Hoy en día, todos damos por sentado que nuestro coche arrancará por la mañana. En 1952, esto significaba confiar en que la batería de plomo-ácido mantendría la carga durante la noche, que los contactos del interruptor de arranque condujeran la corriente al motor y que los 30 bucles electromagnéticos del inducido respondieran con energía a los 200 amperios. También implicaba que los puntos de encendido y la bobina generaran picos de voltaje precisos para saltar las bujías y encender la mezcla de combustible, mientras el aire aspirado en el carburador facilitaba la evaporación del combustible necesario para crear una mezcla inflamable.

Todo funcionaba de manera analógica y predecible: amperios, depresiones de aire, evaporación de combustible, chispas y explosiones, cada proceso siguiendo las leyes físicas establecidas. Si los pistones se movían y sellaban correctamente, el resto del sistema colaboraba y el motor arrancaba sin problemas.

Hoy, aunque seguimos dependiendo de estos procesos analógicos, se superponen docenas de microchips y millones de líneas de código que, en teoría, deberían garantizar un funcionamiento impecable. Sin embargo, la realidad es más compleja. Un ingeniero informático de los años 80 ya decía: ‘No te preocupes por cómo funciona un ordenador, asombra que funcionen en absoluto’. Esta frase refleja bien la sensación actual con los coches modernos.

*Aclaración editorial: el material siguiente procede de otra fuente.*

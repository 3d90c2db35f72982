//! Textual `PREFIX(base64)` wrapper around binary serials.

use base64::engine::general_purpose::STANDARD;
use base64::Engine;

use super::SerialError;

/// Prefix emitted when encoding
pub const CANONICAL_PREFIX: &str = "WL";

/// Prefixes accepted when decoding (compared case-insensitively).
///
/// `wl` is the current convention; `ttw`, `ttwl` and `bl3` are still found
/// in shared item codes from older editors.
pub const ACCEPTED_PREFIXES: &[&str] = &["wl", "ttw", "ttwl", "bl3"];

/// Return the base64 body of a wrapped serial, or `None` if the wrapper is
/// missing or uses an unknown prefix
pub fn inner_base64(text: &str) -> Option<&str> {
    let text = text.trim();
    let (prefix, rest) = text.split_once('(')?;
    if rest.contains('(') {
        return None;
    }
    let prefix = prefix.to_ascii_lowercase();
    if !ACCEPTED_PREFIXES.contains(&prefix.as_str()) {
        return None;
    }
    rest.strip_suffix(')')
}

/// Decode a wrapped serial such as `WL(BQAAAAB...)` into binary form
pub fn decode_text(text: &str) -> Result<Vec<u8>, SerialError> {
    let inner = inner_base64(text)
        .ok_or_else(|| SerialError::InvalidToken(format!("Unknown item format: {}", text.trim())))?;
    STANDARD
        .decode(inner)
        .map_err(|e| SerialError::InvalidToken(format!("Invalid base64: {}", e)))
}

/// Wrap a binary serial using the canonical prefix
pub fn encode_text(bytes: &[u8]) -> String {
    format!("{}({})", CANONICAL_PREFIX, STANDARD.encode(bytes))
}
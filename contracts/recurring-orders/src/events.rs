//! Recurring order events

use soroban_sdk::{Address, Env, Symbol};

use tideswap_order_core::NextWake;

/// Emitted when the scheduler is initialized
pub fn emit_initialized(env: &Env, factory: &Address) {
    env.events()
        .publish((Symbol::new(env, "RecurInit"),), (factory.clone(),));
}

/// Emitted when a new order is created and its full budget escrowed
pub fn emit_order_created(
    env: &Env,
    id: u64,
    owner: &Address,
    token_in: &Address,
    token_out: &Address,
    amount_per_execution: i128,
    interval_ledgers: u32,
    total_executions: u32,
) {
    env.events().publish(
        (Symbol::new(env, "RecurCreated"), id),
        (
            owner.clone(),
            token_in.clone(),
            token_out.clone(),
            amount_per_execution,
            interval_ledgers,
            total_executions,
        ),
    );
}

/// Emitted per successful execution
pub fn emit_order_executed(
    env: &Env,
    id: u64,
    executed_count: u32,
    amount_in: i128,
    amount_out: i128,
) {
    env.events().publish(
        (Symbol::new(env, "RecurExec"), id),
        (executed_count, amount_in, amount_out),
    );
}

/// Emitted once the final execution completes
pub fn emit_order_completed(env: &Env, id: u64, owner: &Address) {
    env.events()
        .publish((Symbol::new(env, "RecurDone"), id), (owner.clone(),));
}

/// Emitted when an order is cancelled and its unspent budget refunded
pub fn emit_order_cancelled(env: &Env, id: u64, owner: &Address, refunded: i128) {
    env.events().publish(
        (Symbol::new(env, "RecurCancelled"), id),
        (owner.clone(), refunded),
    );
}

/// Emitted at the end of every trigger pass
pub fn emit_trigger_checked(env: &Env, checked: u32, executed: u32, wake: &NextWake) {
    env.events().publish(
        (Symbol::new(env, "TriggerCheck"),),
        (checked, executed, wake.armed, wake.target_ledger),
    );
}

/// Emitted when the active set drains and the scheduler goes to sleep
pub fn emit_idle(env: &Env) {
    env.events().publish((Symbol::new(env, "Idle"),), ());
}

Mi Audi A7, por ejemplo, está gobernado en gran medida por su ‘cerebro electrónico’, no por mí. El pedal del acelerador no está conectado al cuerpo de la válvula de mariposa mediante un cable, sino a través de sensores redundantes y servomotores que interpretan mi input y ajustan el nivel de potencia del motor. Cuando activo el modo Sport, el sistema abre el acelerador más rápido que en modo normal, proporcionándome lo que cree que necesito, no lo que yo realmente pido. Es como si un chef francés pretencioso de un restaurante caro decidiera qué sabor prefiero en mi comida.

¿Es perfecto? Espero que sí, pero a veces noto una ligera demora de 100 milisegundos entre pisar el acelerador y la respuesta del motor, lo que me hace sentir más como un jugador de videojuegos que como conductor.

Con el paso de los años y los kilómetros, es inevitable preguntarse cuándo los ‘fantasmas en la máquina’ tomarán el control total. Hasta ahora, mi A7 ha recorrido casi 160.000 kilómetros sin problemas graves, salvo un molesto spoiler trasero que se activa solo de forma aleatoria, incluso cuando el resto del coche funciona correctamente. Una búsqueda rápida en foros reveló que este comportamiento es señal de una batería AGM defectuosa. Lo incomprensible es cómo un voltaje bajo durante el arranque puede generar un código digital hexadecimal incorrecto para el pequeño motor eléctrico que activa el spoiler. Es un gremlin digital.